> Assignment
Copy, from the data below, every line that has "must" in it.

Dataset records:
Start of Block

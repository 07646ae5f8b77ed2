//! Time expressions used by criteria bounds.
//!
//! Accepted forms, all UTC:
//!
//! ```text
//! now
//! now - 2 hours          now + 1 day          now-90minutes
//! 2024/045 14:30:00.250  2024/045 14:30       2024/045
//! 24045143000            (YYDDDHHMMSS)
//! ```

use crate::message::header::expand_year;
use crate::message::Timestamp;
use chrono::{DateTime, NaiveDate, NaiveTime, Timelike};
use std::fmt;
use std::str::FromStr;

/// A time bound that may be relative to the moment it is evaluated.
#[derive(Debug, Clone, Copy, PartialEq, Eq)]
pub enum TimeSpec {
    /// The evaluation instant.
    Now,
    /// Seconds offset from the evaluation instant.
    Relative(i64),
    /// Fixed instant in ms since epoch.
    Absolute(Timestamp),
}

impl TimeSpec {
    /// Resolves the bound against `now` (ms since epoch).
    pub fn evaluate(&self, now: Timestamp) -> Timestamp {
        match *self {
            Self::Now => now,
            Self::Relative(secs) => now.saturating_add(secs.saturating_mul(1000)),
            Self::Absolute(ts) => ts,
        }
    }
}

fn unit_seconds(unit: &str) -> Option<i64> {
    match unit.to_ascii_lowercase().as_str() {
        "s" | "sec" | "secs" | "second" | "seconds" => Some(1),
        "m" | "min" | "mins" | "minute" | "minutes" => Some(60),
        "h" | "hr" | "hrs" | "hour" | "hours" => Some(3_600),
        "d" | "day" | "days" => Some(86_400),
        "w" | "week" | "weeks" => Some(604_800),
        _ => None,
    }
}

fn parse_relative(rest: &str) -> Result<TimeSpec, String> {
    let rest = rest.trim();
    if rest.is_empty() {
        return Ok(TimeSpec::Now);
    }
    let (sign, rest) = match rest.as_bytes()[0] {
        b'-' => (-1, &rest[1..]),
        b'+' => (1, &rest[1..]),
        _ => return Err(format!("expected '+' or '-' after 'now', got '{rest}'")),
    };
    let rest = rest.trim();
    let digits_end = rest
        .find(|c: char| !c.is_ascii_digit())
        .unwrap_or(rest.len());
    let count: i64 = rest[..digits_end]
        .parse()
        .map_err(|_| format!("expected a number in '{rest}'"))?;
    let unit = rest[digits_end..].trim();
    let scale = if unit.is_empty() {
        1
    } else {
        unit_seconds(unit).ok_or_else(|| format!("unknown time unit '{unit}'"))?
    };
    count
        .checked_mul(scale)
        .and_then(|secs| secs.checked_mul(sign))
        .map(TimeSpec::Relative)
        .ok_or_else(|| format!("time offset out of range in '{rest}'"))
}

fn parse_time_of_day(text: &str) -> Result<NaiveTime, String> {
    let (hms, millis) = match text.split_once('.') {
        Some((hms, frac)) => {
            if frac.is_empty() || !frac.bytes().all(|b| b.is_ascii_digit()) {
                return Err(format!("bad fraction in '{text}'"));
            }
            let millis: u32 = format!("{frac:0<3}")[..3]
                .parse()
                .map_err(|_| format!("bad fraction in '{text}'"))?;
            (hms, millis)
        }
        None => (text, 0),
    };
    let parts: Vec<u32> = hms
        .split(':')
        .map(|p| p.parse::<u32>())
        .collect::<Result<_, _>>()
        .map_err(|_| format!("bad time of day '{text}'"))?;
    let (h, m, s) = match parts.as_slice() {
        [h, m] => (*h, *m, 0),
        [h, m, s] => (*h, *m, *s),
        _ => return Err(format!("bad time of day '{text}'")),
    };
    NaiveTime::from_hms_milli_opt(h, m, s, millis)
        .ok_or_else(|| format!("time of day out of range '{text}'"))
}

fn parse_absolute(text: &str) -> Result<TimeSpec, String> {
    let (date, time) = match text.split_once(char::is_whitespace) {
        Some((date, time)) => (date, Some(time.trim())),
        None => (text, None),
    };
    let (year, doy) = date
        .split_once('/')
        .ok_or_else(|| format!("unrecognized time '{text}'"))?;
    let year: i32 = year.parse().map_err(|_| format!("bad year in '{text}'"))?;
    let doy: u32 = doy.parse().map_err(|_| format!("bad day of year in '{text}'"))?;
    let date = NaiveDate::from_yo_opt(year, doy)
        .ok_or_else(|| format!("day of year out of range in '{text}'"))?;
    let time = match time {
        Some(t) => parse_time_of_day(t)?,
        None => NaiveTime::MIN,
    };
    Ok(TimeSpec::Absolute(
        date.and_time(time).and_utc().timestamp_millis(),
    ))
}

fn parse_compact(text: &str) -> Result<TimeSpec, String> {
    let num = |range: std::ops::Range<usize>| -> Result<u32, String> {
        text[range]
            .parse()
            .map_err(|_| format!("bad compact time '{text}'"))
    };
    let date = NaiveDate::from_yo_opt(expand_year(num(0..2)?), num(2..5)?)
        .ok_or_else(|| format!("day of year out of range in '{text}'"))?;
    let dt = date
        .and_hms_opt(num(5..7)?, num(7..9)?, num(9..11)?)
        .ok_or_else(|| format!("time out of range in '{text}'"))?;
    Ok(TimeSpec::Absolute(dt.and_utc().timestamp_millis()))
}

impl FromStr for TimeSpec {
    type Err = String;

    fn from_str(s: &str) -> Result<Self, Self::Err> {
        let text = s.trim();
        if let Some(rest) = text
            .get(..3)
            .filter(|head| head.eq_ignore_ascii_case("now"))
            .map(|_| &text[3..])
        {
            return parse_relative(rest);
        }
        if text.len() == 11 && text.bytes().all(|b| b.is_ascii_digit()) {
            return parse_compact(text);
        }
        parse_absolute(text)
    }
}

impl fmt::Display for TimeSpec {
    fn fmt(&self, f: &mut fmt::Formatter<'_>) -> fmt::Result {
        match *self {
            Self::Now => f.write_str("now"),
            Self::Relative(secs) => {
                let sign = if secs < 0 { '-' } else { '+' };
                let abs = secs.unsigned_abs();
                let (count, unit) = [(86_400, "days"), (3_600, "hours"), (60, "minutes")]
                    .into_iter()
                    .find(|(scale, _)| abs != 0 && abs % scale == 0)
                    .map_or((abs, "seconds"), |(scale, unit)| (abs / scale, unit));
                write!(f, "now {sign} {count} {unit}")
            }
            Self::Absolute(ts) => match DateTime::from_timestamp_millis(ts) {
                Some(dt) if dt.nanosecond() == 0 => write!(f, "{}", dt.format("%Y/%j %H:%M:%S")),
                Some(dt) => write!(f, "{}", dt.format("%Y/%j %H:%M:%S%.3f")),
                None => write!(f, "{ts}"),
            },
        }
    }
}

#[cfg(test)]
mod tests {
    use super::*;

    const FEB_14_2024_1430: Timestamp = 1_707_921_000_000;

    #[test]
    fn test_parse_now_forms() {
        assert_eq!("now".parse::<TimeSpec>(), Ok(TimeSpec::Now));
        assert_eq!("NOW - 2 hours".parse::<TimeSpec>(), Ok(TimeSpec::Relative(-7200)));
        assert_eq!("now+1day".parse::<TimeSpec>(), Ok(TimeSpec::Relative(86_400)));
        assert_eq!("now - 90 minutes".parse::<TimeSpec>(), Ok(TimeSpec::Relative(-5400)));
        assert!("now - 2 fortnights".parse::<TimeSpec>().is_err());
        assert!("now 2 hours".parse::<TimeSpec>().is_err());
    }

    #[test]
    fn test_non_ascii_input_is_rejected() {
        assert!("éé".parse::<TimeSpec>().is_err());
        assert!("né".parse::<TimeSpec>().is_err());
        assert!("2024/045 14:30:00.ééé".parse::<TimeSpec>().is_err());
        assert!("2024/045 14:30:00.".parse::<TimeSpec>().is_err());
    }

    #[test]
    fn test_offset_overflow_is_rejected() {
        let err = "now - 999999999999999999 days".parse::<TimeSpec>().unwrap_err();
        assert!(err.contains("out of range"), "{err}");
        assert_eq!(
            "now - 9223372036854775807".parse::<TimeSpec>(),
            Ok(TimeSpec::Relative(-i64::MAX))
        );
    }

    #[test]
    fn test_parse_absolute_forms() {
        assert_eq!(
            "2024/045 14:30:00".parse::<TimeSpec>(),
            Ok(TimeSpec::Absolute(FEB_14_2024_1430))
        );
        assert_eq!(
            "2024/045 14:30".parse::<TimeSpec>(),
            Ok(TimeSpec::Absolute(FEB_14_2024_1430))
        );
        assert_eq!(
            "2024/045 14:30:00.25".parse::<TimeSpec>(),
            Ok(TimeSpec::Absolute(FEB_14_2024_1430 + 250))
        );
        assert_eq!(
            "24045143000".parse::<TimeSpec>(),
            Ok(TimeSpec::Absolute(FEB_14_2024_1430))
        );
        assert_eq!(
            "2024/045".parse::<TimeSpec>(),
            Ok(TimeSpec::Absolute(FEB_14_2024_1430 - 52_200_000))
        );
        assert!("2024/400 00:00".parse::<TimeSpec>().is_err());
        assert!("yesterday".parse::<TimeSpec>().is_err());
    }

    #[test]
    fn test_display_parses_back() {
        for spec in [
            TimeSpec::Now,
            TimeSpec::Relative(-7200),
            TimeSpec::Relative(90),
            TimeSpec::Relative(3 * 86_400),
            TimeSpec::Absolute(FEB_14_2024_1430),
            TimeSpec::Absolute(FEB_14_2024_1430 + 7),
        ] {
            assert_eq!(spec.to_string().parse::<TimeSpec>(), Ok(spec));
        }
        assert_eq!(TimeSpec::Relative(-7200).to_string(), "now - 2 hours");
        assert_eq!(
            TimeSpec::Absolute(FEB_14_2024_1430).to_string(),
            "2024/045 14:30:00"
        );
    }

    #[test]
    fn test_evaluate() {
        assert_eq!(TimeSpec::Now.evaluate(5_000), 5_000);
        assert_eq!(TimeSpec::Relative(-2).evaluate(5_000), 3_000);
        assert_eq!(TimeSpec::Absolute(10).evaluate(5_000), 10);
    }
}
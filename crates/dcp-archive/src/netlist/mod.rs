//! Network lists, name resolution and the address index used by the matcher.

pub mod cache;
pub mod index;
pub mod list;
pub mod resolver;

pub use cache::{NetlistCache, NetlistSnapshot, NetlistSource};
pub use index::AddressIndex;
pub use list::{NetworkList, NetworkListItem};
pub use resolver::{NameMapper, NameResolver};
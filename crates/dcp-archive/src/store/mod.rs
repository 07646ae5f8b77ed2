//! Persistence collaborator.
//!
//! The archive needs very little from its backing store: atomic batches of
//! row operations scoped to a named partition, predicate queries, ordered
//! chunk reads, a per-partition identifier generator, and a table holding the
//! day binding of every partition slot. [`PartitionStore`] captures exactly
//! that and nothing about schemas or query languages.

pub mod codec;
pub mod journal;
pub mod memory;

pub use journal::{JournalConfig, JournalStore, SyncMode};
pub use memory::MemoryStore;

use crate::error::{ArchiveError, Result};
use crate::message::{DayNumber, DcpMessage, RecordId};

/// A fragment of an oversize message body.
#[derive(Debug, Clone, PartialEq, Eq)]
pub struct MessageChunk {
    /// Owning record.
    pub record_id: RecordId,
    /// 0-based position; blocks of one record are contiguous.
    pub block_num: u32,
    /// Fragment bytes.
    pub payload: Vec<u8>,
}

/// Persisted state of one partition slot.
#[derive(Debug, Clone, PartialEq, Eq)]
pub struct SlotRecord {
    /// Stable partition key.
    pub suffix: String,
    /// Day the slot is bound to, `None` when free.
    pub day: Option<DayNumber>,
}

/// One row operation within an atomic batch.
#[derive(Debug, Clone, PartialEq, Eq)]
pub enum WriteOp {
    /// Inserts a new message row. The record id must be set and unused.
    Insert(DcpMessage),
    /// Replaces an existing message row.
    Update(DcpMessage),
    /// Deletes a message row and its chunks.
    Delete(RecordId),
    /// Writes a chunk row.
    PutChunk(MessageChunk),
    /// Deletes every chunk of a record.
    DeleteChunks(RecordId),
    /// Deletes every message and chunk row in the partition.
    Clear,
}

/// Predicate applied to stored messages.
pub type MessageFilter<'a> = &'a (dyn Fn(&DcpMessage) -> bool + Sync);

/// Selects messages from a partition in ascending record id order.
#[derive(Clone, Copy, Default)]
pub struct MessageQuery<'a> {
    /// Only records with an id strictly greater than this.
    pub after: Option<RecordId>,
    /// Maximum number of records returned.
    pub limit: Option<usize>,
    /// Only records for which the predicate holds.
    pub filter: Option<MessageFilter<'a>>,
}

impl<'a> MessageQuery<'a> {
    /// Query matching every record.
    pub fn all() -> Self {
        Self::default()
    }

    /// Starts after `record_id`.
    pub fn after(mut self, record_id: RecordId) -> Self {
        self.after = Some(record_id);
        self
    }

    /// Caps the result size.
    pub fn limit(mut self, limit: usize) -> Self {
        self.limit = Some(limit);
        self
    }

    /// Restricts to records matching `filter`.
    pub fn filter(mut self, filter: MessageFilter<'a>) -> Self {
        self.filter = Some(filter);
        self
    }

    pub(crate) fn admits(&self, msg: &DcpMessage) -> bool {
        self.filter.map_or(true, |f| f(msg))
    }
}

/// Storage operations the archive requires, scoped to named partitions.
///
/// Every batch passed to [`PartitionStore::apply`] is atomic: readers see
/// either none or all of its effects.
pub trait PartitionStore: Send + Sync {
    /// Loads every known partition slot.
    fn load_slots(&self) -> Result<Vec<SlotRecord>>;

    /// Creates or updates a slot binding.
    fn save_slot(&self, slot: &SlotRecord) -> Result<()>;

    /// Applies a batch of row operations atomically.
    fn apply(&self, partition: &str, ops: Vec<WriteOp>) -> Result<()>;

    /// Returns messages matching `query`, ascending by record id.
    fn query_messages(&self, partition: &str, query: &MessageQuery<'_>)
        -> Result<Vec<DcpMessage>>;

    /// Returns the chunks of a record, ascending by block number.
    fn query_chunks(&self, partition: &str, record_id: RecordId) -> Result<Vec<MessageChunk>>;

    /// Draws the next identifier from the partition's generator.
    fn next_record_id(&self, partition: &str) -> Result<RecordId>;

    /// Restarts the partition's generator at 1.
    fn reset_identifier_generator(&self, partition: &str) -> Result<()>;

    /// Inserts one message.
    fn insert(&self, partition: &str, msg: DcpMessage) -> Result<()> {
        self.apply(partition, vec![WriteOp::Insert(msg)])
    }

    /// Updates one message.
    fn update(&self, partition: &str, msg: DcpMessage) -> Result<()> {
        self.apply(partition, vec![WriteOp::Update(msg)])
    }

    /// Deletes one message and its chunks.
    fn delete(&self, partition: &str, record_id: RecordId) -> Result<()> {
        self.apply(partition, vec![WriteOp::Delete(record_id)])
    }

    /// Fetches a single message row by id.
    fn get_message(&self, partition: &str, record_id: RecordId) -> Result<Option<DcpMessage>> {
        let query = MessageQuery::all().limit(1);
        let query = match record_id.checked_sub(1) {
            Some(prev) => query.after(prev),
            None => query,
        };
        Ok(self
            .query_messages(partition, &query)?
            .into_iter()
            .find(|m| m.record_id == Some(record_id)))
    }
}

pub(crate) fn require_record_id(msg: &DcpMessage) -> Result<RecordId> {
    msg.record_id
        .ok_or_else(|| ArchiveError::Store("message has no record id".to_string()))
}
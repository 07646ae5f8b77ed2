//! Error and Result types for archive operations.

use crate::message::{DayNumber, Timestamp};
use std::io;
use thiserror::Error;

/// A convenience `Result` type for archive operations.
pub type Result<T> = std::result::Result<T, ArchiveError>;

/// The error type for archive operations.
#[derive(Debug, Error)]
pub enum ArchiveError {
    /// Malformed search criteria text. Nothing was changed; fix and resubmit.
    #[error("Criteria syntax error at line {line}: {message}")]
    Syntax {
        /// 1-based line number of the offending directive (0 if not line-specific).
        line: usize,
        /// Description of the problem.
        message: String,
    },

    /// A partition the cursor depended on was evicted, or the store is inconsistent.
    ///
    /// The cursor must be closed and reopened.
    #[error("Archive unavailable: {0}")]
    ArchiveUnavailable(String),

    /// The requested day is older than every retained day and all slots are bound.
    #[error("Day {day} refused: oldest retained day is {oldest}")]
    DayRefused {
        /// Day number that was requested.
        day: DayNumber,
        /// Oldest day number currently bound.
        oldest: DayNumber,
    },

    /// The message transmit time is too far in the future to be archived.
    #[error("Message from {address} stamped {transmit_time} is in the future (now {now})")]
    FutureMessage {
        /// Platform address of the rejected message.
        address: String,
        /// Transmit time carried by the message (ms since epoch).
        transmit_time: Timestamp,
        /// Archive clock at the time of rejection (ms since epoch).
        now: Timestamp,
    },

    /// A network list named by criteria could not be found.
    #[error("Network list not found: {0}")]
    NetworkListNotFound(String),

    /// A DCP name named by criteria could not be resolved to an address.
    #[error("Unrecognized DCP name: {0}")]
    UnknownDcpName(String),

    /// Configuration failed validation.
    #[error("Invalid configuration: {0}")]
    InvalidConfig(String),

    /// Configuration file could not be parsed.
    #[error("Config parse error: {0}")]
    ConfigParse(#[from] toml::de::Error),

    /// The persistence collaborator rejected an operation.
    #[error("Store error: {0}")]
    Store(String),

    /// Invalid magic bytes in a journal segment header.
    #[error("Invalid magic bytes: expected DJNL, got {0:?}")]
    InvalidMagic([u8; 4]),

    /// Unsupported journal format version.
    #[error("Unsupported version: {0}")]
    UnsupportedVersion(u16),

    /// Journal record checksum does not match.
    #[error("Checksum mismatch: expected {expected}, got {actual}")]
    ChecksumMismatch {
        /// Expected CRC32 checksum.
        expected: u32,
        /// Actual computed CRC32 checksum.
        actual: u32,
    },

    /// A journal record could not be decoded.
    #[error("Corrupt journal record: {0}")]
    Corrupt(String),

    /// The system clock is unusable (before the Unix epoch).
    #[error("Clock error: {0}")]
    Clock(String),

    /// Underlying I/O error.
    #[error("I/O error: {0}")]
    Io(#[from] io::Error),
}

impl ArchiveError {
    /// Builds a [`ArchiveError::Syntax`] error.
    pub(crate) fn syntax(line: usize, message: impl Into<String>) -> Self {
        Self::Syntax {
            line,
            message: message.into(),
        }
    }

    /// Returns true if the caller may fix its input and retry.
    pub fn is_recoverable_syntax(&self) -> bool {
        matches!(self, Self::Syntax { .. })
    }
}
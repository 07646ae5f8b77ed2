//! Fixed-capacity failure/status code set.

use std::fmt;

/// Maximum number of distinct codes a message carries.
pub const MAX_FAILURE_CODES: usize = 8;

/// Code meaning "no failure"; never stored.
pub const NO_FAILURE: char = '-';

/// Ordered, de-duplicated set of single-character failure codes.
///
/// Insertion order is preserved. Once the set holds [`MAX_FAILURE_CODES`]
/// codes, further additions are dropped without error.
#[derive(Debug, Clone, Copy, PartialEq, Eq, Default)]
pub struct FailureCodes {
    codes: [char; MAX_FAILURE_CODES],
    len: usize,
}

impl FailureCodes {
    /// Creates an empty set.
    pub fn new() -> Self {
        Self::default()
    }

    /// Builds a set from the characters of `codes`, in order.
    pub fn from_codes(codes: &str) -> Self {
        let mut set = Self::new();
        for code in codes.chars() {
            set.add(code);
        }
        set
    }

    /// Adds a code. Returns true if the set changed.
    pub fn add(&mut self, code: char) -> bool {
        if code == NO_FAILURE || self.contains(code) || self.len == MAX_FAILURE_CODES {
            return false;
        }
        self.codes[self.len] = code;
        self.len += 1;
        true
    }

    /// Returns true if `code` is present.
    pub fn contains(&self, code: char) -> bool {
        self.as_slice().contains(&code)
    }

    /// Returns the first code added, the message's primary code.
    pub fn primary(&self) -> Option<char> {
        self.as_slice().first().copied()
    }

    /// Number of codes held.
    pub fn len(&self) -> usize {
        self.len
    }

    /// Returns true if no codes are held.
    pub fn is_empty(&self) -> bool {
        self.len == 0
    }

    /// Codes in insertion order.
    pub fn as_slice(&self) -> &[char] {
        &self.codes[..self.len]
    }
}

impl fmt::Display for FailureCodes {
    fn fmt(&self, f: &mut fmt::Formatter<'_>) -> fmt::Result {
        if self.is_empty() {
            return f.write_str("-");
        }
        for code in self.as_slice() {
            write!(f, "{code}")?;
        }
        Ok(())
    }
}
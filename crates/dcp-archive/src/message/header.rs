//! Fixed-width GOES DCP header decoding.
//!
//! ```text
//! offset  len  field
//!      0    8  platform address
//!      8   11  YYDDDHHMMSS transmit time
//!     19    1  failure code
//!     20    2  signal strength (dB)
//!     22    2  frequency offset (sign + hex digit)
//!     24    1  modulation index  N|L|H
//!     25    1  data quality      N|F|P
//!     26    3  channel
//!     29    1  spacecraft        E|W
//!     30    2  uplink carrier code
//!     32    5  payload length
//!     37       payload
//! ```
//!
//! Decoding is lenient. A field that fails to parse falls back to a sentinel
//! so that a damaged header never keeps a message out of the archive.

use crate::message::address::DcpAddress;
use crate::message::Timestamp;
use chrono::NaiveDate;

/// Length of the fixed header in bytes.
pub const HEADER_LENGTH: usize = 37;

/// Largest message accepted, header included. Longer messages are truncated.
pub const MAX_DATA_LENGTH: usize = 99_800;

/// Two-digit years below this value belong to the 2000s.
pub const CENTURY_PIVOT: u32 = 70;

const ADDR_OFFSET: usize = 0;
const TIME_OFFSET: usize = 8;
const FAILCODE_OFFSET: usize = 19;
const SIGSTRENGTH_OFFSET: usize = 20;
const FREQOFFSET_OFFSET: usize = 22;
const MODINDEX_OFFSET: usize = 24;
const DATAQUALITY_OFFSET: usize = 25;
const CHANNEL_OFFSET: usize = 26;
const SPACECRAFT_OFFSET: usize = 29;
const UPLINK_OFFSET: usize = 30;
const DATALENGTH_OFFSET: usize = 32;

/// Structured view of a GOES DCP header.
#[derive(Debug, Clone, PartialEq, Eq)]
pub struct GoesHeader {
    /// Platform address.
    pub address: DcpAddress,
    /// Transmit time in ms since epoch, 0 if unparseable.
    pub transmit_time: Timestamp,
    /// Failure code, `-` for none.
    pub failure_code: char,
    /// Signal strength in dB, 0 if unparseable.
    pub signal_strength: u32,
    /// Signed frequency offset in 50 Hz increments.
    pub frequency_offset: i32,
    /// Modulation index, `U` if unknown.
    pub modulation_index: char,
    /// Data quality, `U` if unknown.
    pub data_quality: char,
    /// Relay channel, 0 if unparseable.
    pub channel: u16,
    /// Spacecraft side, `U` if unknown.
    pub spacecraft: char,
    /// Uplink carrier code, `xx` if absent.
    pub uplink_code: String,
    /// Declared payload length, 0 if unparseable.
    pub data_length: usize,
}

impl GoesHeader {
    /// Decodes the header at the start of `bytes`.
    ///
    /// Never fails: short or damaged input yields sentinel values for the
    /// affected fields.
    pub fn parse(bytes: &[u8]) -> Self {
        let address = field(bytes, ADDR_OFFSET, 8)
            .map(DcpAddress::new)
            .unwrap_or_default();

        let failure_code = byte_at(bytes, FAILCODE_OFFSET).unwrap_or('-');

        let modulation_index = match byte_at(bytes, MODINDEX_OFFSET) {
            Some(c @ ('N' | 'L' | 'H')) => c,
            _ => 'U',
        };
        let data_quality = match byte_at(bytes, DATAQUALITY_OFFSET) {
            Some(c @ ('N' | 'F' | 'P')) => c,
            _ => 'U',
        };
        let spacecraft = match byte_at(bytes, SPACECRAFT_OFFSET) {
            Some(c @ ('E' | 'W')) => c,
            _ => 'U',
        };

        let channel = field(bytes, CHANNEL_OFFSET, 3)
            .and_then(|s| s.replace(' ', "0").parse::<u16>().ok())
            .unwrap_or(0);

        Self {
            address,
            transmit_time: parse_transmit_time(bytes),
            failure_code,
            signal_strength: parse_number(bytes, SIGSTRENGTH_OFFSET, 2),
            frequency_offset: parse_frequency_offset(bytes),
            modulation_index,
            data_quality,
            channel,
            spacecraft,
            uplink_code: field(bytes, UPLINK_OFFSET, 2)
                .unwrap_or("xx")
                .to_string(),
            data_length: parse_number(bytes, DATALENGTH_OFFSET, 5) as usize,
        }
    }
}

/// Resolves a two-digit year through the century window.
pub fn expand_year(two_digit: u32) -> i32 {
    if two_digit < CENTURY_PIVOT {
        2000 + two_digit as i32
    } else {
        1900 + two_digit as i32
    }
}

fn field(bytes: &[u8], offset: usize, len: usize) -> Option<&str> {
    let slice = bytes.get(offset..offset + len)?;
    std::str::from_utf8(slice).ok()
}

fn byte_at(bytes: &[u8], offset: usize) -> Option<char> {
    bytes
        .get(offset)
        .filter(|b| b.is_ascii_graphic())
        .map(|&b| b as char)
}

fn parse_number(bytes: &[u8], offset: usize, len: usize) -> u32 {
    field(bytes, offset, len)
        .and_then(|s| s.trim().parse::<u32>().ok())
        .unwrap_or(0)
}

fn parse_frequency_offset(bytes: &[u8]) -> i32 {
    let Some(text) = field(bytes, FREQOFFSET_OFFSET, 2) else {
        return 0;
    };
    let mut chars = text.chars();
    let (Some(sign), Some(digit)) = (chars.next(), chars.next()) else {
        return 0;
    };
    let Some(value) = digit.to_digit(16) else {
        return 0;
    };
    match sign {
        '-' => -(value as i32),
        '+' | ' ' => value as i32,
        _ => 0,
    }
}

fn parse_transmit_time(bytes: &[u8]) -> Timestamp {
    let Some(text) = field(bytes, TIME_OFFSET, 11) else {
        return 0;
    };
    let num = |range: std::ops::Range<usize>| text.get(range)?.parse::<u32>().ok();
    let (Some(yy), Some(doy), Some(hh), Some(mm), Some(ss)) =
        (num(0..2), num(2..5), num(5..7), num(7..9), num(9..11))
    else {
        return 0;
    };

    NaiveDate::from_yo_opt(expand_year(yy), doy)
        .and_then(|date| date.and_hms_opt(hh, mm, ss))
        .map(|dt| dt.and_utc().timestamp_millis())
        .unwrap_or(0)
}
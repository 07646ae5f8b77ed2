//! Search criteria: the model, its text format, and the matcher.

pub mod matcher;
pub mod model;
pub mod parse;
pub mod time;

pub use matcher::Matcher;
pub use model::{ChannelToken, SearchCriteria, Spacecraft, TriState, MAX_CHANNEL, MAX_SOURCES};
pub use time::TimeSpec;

End of Block

> Response box
    /// Inserts a new message row. The record id must be set and unused.
    /// The cursor must be closed and reopened.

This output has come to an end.